Here Freud once again stresses the importance of early childhood on later psychical functioning. Just as he claimed that dreams always refer to childhood wishes and phantasies, so too does he claim that jokes, being products of the unconscious, find their roots in childhood (since, as quoted above, the infantile is the source of the unconscious). While we might find fault with Freud’s refusal to let go of his insistence that early childhood pervades all of adult unconscious thinking, I certainly can accept that this is a source of at least some of our unconscious thoughts. The fact that some jokes tap into an infantile mode of thinking, and thus produce an infantile sort of pleasure, is also reflected in the theory of the uncanny, which stresses the return of repressed childhood thoughts as well as a return of surmounted childhood beliefs, and again we see a relationship between jokes and the uncanny in terms of the pleasure they produce. It is this source of pleasure that I turn to now. The connection between Freud’s theories of the comic and the horrific (or more specifically, jokes and the uncanny) is apparent in his discussions of automatism and surmounted beliefs, but we might find a connection more generally between the two in terms of psychic processes and mechanisms of pleasure. This connection, I propose, needs to be understood in terms of sadism and masochism and how these unconscious tendencies are addressed in humour and in horror.

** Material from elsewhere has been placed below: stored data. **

//! Advisory lock file guarding cross-process read-modify-write.

use std::fs::OpenOptions;
use std::io::{ErrorKind, Write};
use std::path::{Path, PathBuf};
use std::time::{Duration, Instant, SystemTime};

use devlog_shared::{DevlogError, Result};
use tracing::{debug, warn};

/// Delay between acquisition attempts.
const POLL_INTERVAL: Duration = Duration::from_millis(50);

/// An exclusively created lock file holding a per-holder token.
///
/// Dropping the lock removes the file only while it still carries that token,
/// so a lock broken as stale and re-taken elsewhere is left alone.
#[derive(Debug)]
pub struct FileLock {
    path: PathBuf,
    token: String,
}

impl FileLock {
    /// Create `path` with create-new semantics, polling until `timeout`.
    ///
    /// A lock file older than `stale_after` is assumed abandoned by a crashed
    /// process and removed.
    pub async fn acquire(path: &Path, timeout: Duration, stale_after: Duration) -> Result<Self> {
        if let Some(parent) = path.parent().filter(|p| !p.as_os_str().is_empty()) {
            std::fs::create_dir_all(parent).map_err(|e| DevlogError::io(parent, e))?;
        }

        let token = format!("{}:{}", std::process::id(), uuid::Uuid::now_v7());
        let deadline = Instant::now() + timeout;
        loop {
            match OpenOptions::new().write(true).create_new(true).open(path) {
                Ok(mut file) => {
                    if let Err(e) = file.write_all(token.as_bytes()) {
                        let _ = std::fs::remove_file(path);
                        return Err(DevlogError::io(path, e));
                    }
                    debug!(path = %path.display(), "lock acquired");
                    return Ok(Self {
                        path: path.to_path_buf(),
                        token,
                    });
                }
                Err(e) if e.kind() == ErrorKind::AlreadyExists => {
                    if let Some(observed) = stale_token(path, stale_after) {
                        warn!(path = %path.display(), "breaking stale lock");
                        break_stale(path, &observed)?;
                        continue;
                    }
                    if Instant::now() >= deadline {
                        return Err(DevlogError::persistence(format!(
                            "timed out after {timeout:?} waiting for lock {}",
                            path.display()
                        )));
                    }
                    tokio::time::sleep(POLL_INTERVAL).await;
                }
                Err(e) => return Err(DevlogError::io(path, e)),
            }
        }
    }

    pub fn path(&self) -> &Path {
        &self.path
    }
}

impl Drop for FileLock {
    fn drop(&mut self) {
        if read_token(&self.path).as_deref() == Some(self.token.as_str()) {
            let _ = std::fs::remove_file(&self.path);
        } else {
            warn!(path = %self.path.display(), "lock was taken over, not removing");
        }
    }
}

fn read_token(path: &Path) -> Option<String> {
    std::fs::read_to_string(path).ok()
}

/// Token of the lock at `path` if it is older than `stale_after`.
fn stale_token(path: &Path, stale_after: Duration) -> Option<String> {
    let age = std::fs::metadata(path)
        .and_then(|m| m.modified())
        .ok()
        .and_then(|modified| SystemTime::now().duration_since(modified).ok())?;
    if age > stale_after { read_token(path) } else { None }
}

/// Remove the lock at `path` only if it still holds `observed`.
///
/// The file is first renamed aside, which only one waiter can do. If what was
/// moved turns out to be a newer lock, it is linked back unless `path` has been
/// re-created in the meantime.
fn break_stale(path: &Path, observed: &str) -> Result<()> {
    let mut aside = path.as_os_str().to_os_string();
    aside.push(format!(".{}.stale", uuid::Uuid::now_v7()));
    let aside = PathBuf::from(aside);

    match std::fs::rename(path, &aside) {
        Ok(()) => {}
        Err(e) if e.kind() == ErrorKind::NotFound => return Ok(()),
        Err(e) => return Err(DevlogError::io(path, e)),
    }

    if read_token(&aside).as_deref() != Some(observed) {
        match std::fs::hard_link(&aside, path) {
            Ok(()) => {}
            Err(e) if e.kind() == ErrorKind::AlreadyExists => {}
            Err(e) => {
                let _ = std::fs::remove_file(&aside);
                return Err(DevlogError::io(path, e));
            }
        }
    }
    let _ = std::fs::remove_file(&aside);
    Ok(())
}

Jokes and Their Relation to the Uncanny

A close look at the psychical processes and mechanisms of pleasure in Freud’s work on jokes reveals many striking similarities to his theory of the effects of the uncanny. We have seen already that tendentious jokes liberate pleasure through an economy in inhibition, and we might ask whether the pleasure in watching and experiencing horror comes from a similar source. The form of tendentious jokes allows for the satisfaction of an instinct—some have posited that the form and presentation of the horror film has a similar effect, as it involves representations of thoughts and wishes that are normally inhibited. Like the return of the repressed that is the basis of the uncanny, jokes bring forward something that was hidden, an element of the unconscious that is able to become conscious because of the form it is expressed in. In this respect, jokes and horror share a common purpose that was demonstrated in Tudor’s discussion of the safety-valve theory of the pleasures of horror: they are both a means of dealing with renunciation of instincts. Just as the joke gives us pleasure by overcoming resistance for us and thus liberating psychic energy; perhaps the horror film also produces pleasure by expressing for us what our internal censor would not allow from our unconscious, and thus again liberates psychic energy that was used for inhibition of instincts.

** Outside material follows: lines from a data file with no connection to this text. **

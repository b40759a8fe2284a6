//! Prompt templates with `{name}` placeholders.
//!
//! Rendering fails if any placeholder has no value, so a typo in a template
//! never reaches the backend as literal braces.

use std::collections::{BTreeMap, BTreeSet};
use std::sync::LazyLock;

use devlog_shared::{DevlogError, RepositoryRecord, Result};
use regex::{Captures, Regex};

/// README prefix kept for long-form prompts.
pub const README_LIMIT: usize = 6_000;

/// README prefix used for the introduction and title.
pub const EXCERPT_LIMIT: usize = 500;

static PLACEHOLDER: LazyLock<Regex> =
    LazyLock::new(|| Regex::new(r"\{([a-z_]+)\}").expect("placeholder pattern is valid"));

/// Truncate to at most `max_chars` characters, never splitting a code point.
pub fn truncate_chars(text: &str, max_chars: usize) -> &str {
    match text.char_indices().nth(max_chars) {
        Some((idx, _)) => &text[..idx],
        None => text,
    }
}

// ---------------------------------------------------------------------------
// Variables
// ---------------------------------------------------------------------------

/// Named values substituted into a template.
#[derive(Debug, Clone, Default, PartialEq, Eq)]
pub struct PromptVars {
    values: BTreeMap<&'static str, String>,
}

impl PromptVars {
    pub fn new() -> Self {
        Self::default()
    }

    pub fn set(mut self, name: &'static str, value: impl Into<String>) -> Self {
        self.values.insert(name, value.into());
        self
    }

    pub fn get(&self, name: &str) -> Option<&str> {
        self.values.get(name).map(String::as_str)
    }

    /// Standard variables for one repository: `name`, `description`,
    /// `readme` (bounded) and `readme_excerpt`.
    pub fn for_repository(repo: &RepositoryRecord) -> Self {
        Self::new()
            .set("name", repo.name.as_str())
            .set("description", repo.description.as_str())
            .set("readme", truncate_chars(&repo.readme_text, README_LIMIT))
            .set(
                "readme_excerpt",
                truncate_chars(&repo.readme_text, EXCERPT_LIMIT),
            )
    }
}

// ---------------------------------------------------------------------------
// Template
// ---------------------------------------------------------------------------

#[derive(Debug, Clone, Copy, PartialEq, Eq)]
pub struct PromptTemplate {
    name: &'static str,
    text: &'static str,
}

impl PromptTemplate {
    pub const fn new(name: &'static str, text: &'static str) -> Self {
        Self { name, text }
    }

    pub fn name(&self) -> &'static str {
        self.name
    }

    /// Placeholder names used by this template.
    pub fn placeholders(&self) -> BTreeSet<&'static str> {
        PLACEHOLDER
            .captures_iter(self.text)
            .filter_map(|c| c.get(1))
            .map(|m| m.as_str())
            .collect()
    }

    /// Substitute every placeholder, or fail naming the ones without a value.
    pub fn render(&self, vars: &PromptVars) -> Result<String> {
        let missing: Vec<&str> = self
            .placeholders()
            .into_iter()
            .filter(|p| vars.get(p).is_none())
            .collect();
        if !missing.is_empty() {
            return Err(DevlogError::validation(format!(
                "prompt `{}` is missing variables: {}",
                self.name,
                missing.join(", ")
            )));
        }

        let rendered = PLACEHOLDER.replace_all(self.text, |caps: &Captures<'_>| {
            vars.get(&caps[1]).unwrap_or_default().to_string()
        });
        Ok(rendered.trim().to_string())
    }
}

     The connection between Freud’s theories of the comic and the horrific was noted by Martin Grotjahn (1957), who pointed out that there is a crucial distinction between the two, this being the fact that the unconscious thoughts that become jokes are stirred up by internal forces, while the unconscious thoughts we come to experience as uncanny are a result of external stimuli. The uncanny is experienced passively and without internal effort, forced upon us by an external stimulus (for example, a horror film), while in jokes there is an internal incident that suddenly removes an inhibition.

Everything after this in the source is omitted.